Home Baseball Content Projecting the Development of High School Pitchers: Training Habits Matter

Projecting the Development of High School Pitchers: Training Habits Matter

Written on February 8, 2015 at 7:56 am, by Eric Cressey

Today's guest post comes from Cressey Sports Performance pitching coordinator, Matt Blake. Matt is a key part of the Elite Baseball Mentorships team.


It happens every year. Inevitably, I talk to college coaches about players with whom I work, and without fail, the conversation always comes back to the question: "what type of kid is he and how hard does he work?"

These are two loaded questions and they’re becoming incredibly important in the evaluation process for college coaches. Because the recruiting timeline is getting faster paced every year, coaches are dipping into increasingly younger talent pools to get commitments. This process is forcing coaches to become more reliant on their ability to project what a 15 or 16 year old pitcher is going to look like three years down the road and project what that player might become at ages 18-22 in a new environment. If this is the case, then it becomes essential for coaches to be able to balance who the teenage boy is that he is currently watching, with the man he’s inherently going to become in a few years under his watch.
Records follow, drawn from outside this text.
//! Invoice-level metadata: identifiers, date, type and return details.

use chrono::NaiveDate;
use serde::Serialize;

use super::config::ValidationConfig;
use super::error::{SectionResult, ValidationError};
use super::section::InvoiceSection;
use super::types::{InvoiceType, PaymentMethod, is_non_negative};
use super::xml::{FragmentWriter, format_amount};

/// Profile identifier of the reporting scheme.
pub const PROFILE_ID: &str = "reporting:1.0";

/// Document and tax currency.
pub const CURRENCY_CODE: &str = "JOD";

/// UBL invoice type code of a regular invoice.
pub const INVOICE_TYPE_CODE: &str = "388";

/// UBL invoice type code of a credit (return) invoice.
pub const CREDIT_INVOICE_TYPE_CODE: &str = "381";

/// Input format accepted by [`BasicInvoiceInformation::set_issue_date_str`].
pub const ISSUE_DATE_FORMAT: &str = "%d-%m-%Y";

/// Reference to the invoice a credit invoice returns goods against.
#[derive(Debug, Clone, PartialEq, Serialize)]
pub struct CreditReference {
    pub original_invoice_id: String,
    pub original_uuid: String,
    pub original_full_amount: f64,
}

/// Identifiers, issue date, invoice type and payment method.
///
/// Always present on a document. A credit invoice additionally carries a
/// [`CreditReference`] and a reason for return.
#[derive(Debug, Clone)]
pub struct BasicInvoiceInformation {
    invoice_id: Option<String>,
    uuid: Option<String>,
    issue_date: Option<NaiveDate>,
    invoice_type: Option<InvoiceType>,
    payment_method: Option<PaymentMethod>,
    note: Option<String>,
    invoice_counter: u32,
    credit: Option<CreditReference>,
    reason_for_return: Option<String>,
    config: ValidationConfig,
}

impl BasicInvoiceInformation {
    pub fn new(config: ValidationConfig) -> Self {
        Self {
            invoice_id: None,
            uuid: None,
            issue_date: None,
            invoice_type: None,
            payment_method: None,
            note: None,
            invoice_counter: 1,
            credit: None,
            reason_for_return: None,
            config,
        }
    }

    pub fn set_invoice_id(&mut self, id: impl Into<String>) -> SectionResult<&mut Self> {
        let id = id.into();
        if self.config.enabled && id.trim().is_empty() {
            return Err(ValidationError::new("basic.invoice_id", "Invoice ID cannot be empty"));
        }
        self.invoice_id = Some(id);
        Ok(self)
    }

    pub fn set_uuid(&mut self, uuid: impl Into<String>) -> SectionResult<&mut Self> {
        let uuid = uuid.into();
        if self.config.enabled {
            check_uuid(&uuid, "basic.uuid")?;
        }
        self.uuid = Some(uuid);
        Ok(self)
    }

    pub fn set_issue_date(&mut self, date: NaiveDate) -> &mut Self {
        self.issue_date = Some(date);
        self
    }

    /// Parse a `dd-mm-yyyy` date, e.g. `16-02-2025`.
    pub fn set_issue_date_str(&mut self, date: &str) -> SectionResult<&mut Self> {
        let date = NaiveDate::parse_from_str(date, ISSUE_DATE_FORMAT).map_err(|_| {
            ValidationError::new("basic.issue_date", "Issue date must be in dd-mm-yyyy format")
        })?;
        Ok(self.set_issue_date(date))
    }

    pub fn set_invoice_type(&mut self, invoice_type: InvoiceType) -> &mut Self {
        self.invoice_type = Some(invoice_type);
        self
    }

    /// Set the invoice type by name (`income`, `general_sales`, `special_sales`).
    pub fn set_invoice_type_name(&mut self, name: &str) -> SectionResult<&mut Self> {
        let invoice_type = name.parse::<InvoiceType>()?;
        Ok(self.set_invoice_type(invoice_type))
    }

    pub fn set_payment_method(&mut self, method: PaymentMethod) -> &mut Self {
        self.payment_method = Some(method);
        self
    }

    pub fn cash(&mut self) -> &mut Self {
        self.set_payment_method(PaymentMethod::Cash)
    }

    pub fn receivable(&mut self) -> &mut Self {
        self.set_payment_method(PaymentMethod::Receivable)
    }

    pub fn set_note(&mut self, note: impl Into<String>) -> &mut Self {
        self.note = Some(note.into());
        self
    }

    /// Sequential invoice counter (ICV) of the income source. Starts at 1.
    pub fn set_invoice_counter(&mut self, counter: u32) -> SectionResult<&mut Self> {
        if self.config.enabled && counter == 0 {
            return Err(ValidationError::new(
                "basic.invoice_counter",
                "Invoice counter must be greater than 0",
            ));
        }
        self.invoice_counter = counter;
        Ok(self)
    }

    /// Turn this into a credit invoice returning against an earlier invoice.
    pub fn as_credit_invoice(
        &mut self,
        original_invoice_id: impl Into<String>,
        original_uuid: impl Into<String>,
        original_full_amount: f64,
    ) -> SectionResult<&mut Self> {
        let original_invoice_id = original_invoice_id.into();
        let original_uuid = original_uuid.into();
        if self.config.enabled {
            if original_invoice_id.trim().is_empty() {
                return Err(ValidationError::required(
                    "basic.credit.original_invoice_id",
                    "Original invoice ID",
                ));
            }
            check_uuid(&original_uuid, "basic.credit.original_uuid")?;
            if !is_non_negative(original_full_amount) {
                return Err(ValidationError::negative(
                    "basic.credit.original_full_amount",
                    "Original invoice amount",
                ));
            }
        }
        self.credit = Some(CreditReference {
            original_invoice_id,
            original_uuid,
            original_full_amount,
        });
        Ok(self)
    }

    pub fn set_reason_for_return(&mut self, reason: impl Into<String>) -> SectionResult<&mut Self> {
        let reason = reason.into();
        if self.config.enabled && reason.trim().is_empty() {
            return Err(ValidationError::new(
                "basic.reason_for_return",
                "Reason for return cannot be empty",
            ));
        }
        self.reason_for_return = Some(reason);
        Ok(self)
    }

    pub fn invoice_id(&self) -> Option<&str> {
        self.invoice_id.as_deref()
    }

    pub fn uuid(&self) -> Option<&str> {
        self.uuid.as_deref()
    }

    pub fn issue_date(&self) -> Option<NaiveDate> {
        self.issue_date
    }

    pub fn invoice_type(&self) -> Option<InvoiceType> {
        self.invoice_type
    }

    pub fn payment_method(&self) -> Option<PaymentMethod> {
        self.payment_method
    }

    pub fn invoice_counter(&self) -> u32 {
        self.invoice_counter
    }

    pub fn credit_reference(&self) -> Option<&CreditReference> {
        self.credit.as_ref()
    }

    pub fn is_credit_invoice(&self) -> bool {
        self.credit.is_some()
    }

    pub fn reason_for_return(&self) -> Option<&str> {
        self.reason_for_return.as_deref()
    }

    /// `388`, or `381` for credit invoices.
    pub fn type_code(&self) -> &'static str {
        if self.is_credit_invoice() {
            CREDIT_INVOICE_TYPE_CODE
        } else {
            INVOICE_TYPE_CODE
        }
    }

    /// Payment method code followed by the invoice type digit, e.g. `011`.
    pub fn type_code_name(&self) -> Option<String> {
        let method = self.payment_method?;
        let invoice_type = self.invoice_type?;
        Some(format!("{}{}", method.code(), invoice_type.digit()))
    }

    /// The payment means fragment carrying the reason for return.
    ///
    /// Empty unless this is a credit invoice with a reason.
    pub fn payment_means_xml(&self) -> SectionResult<String> {
        let Some(reason) = self.reason_for_return.as_deref().filter(|_| self.is_credit_invoice())
        else {
            return Ok(String::new());
        };
        let mut w = FragmentWriter::new();
        w.start_element("cac:PaymentMeans")?;
        w.text_element_with_attrs("cbc:PaymentMeansCode", "10", &[("listID", "UN/ECE 4461")])?;
        w.text_element("cbc:InstructionNote", reason)?;
        w.end_element("cac:PaymentMeans")?;
        w.into_fragment()
    }
}

fn check_uuid(uuid: &str, field: &str) -> SectionResult<()> {
    uuid::Uuid::parse_str(uuid)
        .map(|_| ())
        .map_err(|_| ValidationError::new(field, "Invalid UUID format"))
}

impl InvoiceSection for BasicInvoiceInformation {
    fn validate_section(&self) -> SectionResult<()> {
        if !self.config.enabled {
            return Ok(());
        }
        if self.invoice_id.is_none() {
            return Err(ValidationError::required("basic.invoice_id", "Invoice ID"));
        }
        if self.uuid.is_none() {
            return Err(ValidationError::required("basic.uuid", "UUID"));
        }
        if self.issue_date.is_none() {
            return Err(ValidationError::required("basic.issue_date", "Issue date"));
        }
        if self.invoice_type.is_none() {
            return Err(ValidationError::required("basic.invoice_type", "Invoice type"));
        }
        if self.payment_method.is_none() {
            return Err(ValidationError::required("basic.payment_method", "Payment method"));
        }
        if self.is_credit_invoice() && self.reason_for_return.is_none() {
            return Err(ValidationError::required(
                "basic.reason_for_return",
                "Reason for return",
            ));
        }
        Ok(())
    }

    fn to_xml(&self) -> SectionResult<String> {
        let mut w = FragmentWriter::new();
        w.text_element("cbc:ProfileID", PROFILE_ID)?;
        if let Some(id) = &self.invoice_id {
            w.text_element("cbc:ID", id)?;
        }
        if let Some(uuid) = &self.uuid {
            w.text_element("cbc:UUID", uuid)?;
        }
        if let Some(date) = self.issue_date {
            w.text_element("cbc:IssueDate", &date.format("%Y-%m-%d").to_string())?;
        }
        match self.type_code_name() {
            Some(name) => {
                w.text_element_with_attrs(
                    "cbc:InvoiceTypeCode",
                    self.type_code(),
                    &[("name", name.as_str())],
                )?
            }
            None => w.text_element("cbc:InvoiceTypeCode", self.type_code())?,
        };
        if let Some(note) = &self.note {
            w.text_element("cbc:Note", note)?;
        }
        w.text_element("cbc:DocumentCurrencyCode", CURRENCY_CODE)?;
        w.text_element("cbc:TaxCurrencyCode", CURRENCY_CODE)?;

        if let Some(credit) = &self.credit {
            w.start_element("cac:BillingReference")?;
            w.start_element("cac:InvoiceDocumentReference")?;
            w.text_element("cbc:ID", &credit.original_invoice_id)?;
            w.text_element("cbc:UUID", &credit.original_uuid)?;
            w.text_element(
                "cbc:DocumentDescription",
                &format_amount(credit.original_full_amount),
            )?;
            w.end_element("cac:InvoiceDocumentReference")?;
            w.end_element("cac:BillingReference")?;
        }

        w.start_element("cac:AdditionalDocumentReference")?;
        w.text_element("cbc:ID", "ICV")?;
        w.text_element("cbc:UUID", &self.invoice_counter.to_string())?;
        w.end_element("cac:AdditionalDocumentReference")?;
        w.into_fragment()
    }

    fn apply_config(&mut self, config: ValidationConfig) {
        self.config = config;
    }

    fn config(&self) -> ValidationConfig {
        self.config
    }
}

impl Default for BasicInvoiceInformation {
    fn default() -> Self {
        Self::new(ValidationConfig::default())
    }
}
In order to do this, you need to have the ability to look at the individual’s actions and behaviors, as movement patterns that you think indicate potential for continued growth as this player moves forward. This topic could expand into a entire book, but I’m going to simplify this thought and condense the discussion down to one athlete to help demonstrate the point I’m trying to make.

In this instance, I want to highlight an athlete I've coached over the last few years and show what a drastic difference a year can do in the context of mechanical development. I think it will bring to the forefront how important it is to allow a player to grow into himself and not force the process for these athletes. While doing that, I want to flush out some of the character traits that are involved in refining this process on a larger scale.

Here’s a video of the same athlete one year apart (we’ll break it down in detail later in the article):

To give you some context, you have a 5’9 150lb sophomore on the right and a 5’10” 170lb junior on the left. The 150lb sophomore version of this pitcher pitched around 78-82mph with an above-average change-up and above-average command. This allowed him to develop into a consistent high-level performer on the 16U summer circuit playing in national travel tournaments, but yet the phone isn’t ringing off the hook for this type of 16U player unless he shows “projection” in the body or above average velocity now (neither of which apply to him).

I can understand how it would be very easy to write this type of player off as "average," because every high school RHP in America throws 78-82mph. As such, how could you possibly see this player and offer him a scholarship to play in college? Well, if you’re paying attention, and look at this pitcher one year later with an additional 20lbs on his frame and see that the delivery has continued to refine itself, you’re going to begin to gather a positive sense of direction for this athlete and realize that this RHP is going to conservatively throw 84-87mph this year with a very good chance to throw harder.

Now, 84-87mph still may not get a lot of people excited in this day and age, but I would go out on a limb and say that by the time this athlete is physically maturing in college, you’ll be looking at an 88-90mph RHP with three pitches, who knows how to compete in the strike zone at a high level because he wasn’t blessed with velocity from an early age. There’s a spot for that type of pitcher on any college staff; I don’t care who you are.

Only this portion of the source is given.